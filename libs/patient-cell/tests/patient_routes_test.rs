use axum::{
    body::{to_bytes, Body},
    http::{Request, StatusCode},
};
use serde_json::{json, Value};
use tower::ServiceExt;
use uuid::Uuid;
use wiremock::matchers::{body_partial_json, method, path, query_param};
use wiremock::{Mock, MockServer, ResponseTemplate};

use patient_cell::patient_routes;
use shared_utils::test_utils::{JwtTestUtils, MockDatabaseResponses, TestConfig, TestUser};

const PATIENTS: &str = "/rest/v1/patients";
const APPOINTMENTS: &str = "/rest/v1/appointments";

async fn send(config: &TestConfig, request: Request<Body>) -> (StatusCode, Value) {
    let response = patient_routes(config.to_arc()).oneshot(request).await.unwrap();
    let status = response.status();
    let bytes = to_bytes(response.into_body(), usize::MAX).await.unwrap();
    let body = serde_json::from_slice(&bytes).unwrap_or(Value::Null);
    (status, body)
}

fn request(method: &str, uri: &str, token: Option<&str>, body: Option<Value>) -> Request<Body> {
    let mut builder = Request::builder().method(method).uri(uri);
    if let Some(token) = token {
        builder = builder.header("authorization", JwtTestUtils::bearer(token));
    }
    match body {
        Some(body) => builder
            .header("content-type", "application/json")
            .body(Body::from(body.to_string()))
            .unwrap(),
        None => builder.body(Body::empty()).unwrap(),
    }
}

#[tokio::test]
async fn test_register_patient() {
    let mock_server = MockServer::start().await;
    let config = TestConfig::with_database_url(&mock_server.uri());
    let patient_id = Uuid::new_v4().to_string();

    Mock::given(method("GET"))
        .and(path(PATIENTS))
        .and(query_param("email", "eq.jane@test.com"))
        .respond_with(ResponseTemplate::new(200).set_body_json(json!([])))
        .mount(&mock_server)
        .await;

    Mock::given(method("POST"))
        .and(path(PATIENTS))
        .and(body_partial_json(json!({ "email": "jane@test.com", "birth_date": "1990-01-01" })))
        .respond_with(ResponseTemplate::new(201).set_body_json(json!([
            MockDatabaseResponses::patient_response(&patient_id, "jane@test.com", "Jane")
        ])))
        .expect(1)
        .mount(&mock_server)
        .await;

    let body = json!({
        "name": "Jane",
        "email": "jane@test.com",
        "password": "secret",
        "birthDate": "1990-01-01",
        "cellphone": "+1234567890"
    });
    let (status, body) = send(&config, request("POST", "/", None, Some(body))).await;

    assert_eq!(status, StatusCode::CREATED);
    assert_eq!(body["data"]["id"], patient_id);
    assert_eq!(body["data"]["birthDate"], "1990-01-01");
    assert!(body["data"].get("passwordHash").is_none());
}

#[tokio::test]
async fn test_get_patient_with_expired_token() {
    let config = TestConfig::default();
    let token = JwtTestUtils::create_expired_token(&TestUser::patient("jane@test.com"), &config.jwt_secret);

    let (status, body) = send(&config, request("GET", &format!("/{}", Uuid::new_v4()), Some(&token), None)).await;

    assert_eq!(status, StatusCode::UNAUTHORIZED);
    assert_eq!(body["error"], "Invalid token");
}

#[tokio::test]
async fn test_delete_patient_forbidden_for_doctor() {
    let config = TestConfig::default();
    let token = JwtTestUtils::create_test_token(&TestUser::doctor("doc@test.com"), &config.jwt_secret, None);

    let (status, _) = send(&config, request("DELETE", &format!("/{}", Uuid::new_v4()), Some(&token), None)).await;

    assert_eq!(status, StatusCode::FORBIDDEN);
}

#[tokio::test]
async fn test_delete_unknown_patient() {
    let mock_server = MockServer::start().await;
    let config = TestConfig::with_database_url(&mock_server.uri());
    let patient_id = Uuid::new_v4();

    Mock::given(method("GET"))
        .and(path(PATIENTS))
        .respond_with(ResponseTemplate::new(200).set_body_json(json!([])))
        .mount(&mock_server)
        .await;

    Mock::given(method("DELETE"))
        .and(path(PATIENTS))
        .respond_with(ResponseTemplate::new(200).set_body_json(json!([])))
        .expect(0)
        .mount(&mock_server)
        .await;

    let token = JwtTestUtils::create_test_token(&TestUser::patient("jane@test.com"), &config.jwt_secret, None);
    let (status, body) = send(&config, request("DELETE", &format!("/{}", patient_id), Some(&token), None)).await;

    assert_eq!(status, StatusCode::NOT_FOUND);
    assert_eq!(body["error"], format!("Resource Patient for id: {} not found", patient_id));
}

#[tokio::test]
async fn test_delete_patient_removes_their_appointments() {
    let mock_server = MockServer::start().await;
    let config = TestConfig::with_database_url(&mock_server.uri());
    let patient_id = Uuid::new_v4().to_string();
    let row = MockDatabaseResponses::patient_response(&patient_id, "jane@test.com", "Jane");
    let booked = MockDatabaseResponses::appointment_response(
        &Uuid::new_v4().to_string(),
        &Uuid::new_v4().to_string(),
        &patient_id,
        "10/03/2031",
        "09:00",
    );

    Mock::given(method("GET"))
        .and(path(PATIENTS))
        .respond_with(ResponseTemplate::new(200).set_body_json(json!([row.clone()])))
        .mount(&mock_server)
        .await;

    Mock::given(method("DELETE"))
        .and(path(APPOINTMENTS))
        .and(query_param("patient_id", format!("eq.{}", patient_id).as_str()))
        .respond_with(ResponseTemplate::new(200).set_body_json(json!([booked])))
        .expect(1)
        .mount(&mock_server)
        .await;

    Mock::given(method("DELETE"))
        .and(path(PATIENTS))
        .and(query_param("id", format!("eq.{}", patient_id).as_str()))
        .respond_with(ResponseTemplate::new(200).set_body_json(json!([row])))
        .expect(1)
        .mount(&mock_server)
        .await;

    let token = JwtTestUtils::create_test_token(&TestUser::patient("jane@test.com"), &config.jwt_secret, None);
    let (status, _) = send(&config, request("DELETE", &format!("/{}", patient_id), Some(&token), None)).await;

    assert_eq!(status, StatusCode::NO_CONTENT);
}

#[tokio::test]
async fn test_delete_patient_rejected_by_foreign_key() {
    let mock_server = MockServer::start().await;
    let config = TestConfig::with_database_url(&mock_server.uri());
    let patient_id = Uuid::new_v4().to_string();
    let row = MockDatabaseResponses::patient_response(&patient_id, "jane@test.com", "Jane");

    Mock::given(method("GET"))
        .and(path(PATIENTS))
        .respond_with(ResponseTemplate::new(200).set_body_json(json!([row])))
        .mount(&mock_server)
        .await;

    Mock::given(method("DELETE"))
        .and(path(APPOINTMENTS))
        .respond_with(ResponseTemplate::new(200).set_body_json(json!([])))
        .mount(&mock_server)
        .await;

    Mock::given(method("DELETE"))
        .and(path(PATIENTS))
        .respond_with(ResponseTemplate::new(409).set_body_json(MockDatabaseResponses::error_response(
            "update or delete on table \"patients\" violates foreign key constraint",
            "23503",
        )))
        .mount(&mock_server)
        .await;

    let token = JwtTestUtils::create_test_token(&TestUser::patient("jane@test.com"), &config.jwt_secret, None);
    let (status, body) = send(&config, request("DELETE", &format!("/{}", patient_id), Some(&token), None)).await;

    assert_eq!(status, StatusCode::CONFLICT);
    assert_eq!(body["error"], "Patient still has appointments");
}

--------------------------------

■ To do
Extract every line of the records above that contains the word "StatusCode".

■ Solution for this exercise
    http::{Request, StatusCode},
async fn send(config: &TestConfig, request: Request<Body>) -> (StatusCode, Value) {
    assert_eq!(status, StatusCode::CREATED);
    assert_eq!(status, StatusCode::UNAUTHORIZED);
    assert_eq!(status, StatusCode::FORBIDDEN);
    assert_eq!(status, StatusCode::NOT_FOUND);
    assert_eq!(status, StatusCode::NO_CONTENT);
    assert_eq!(status, StatusCode::CONFLICT);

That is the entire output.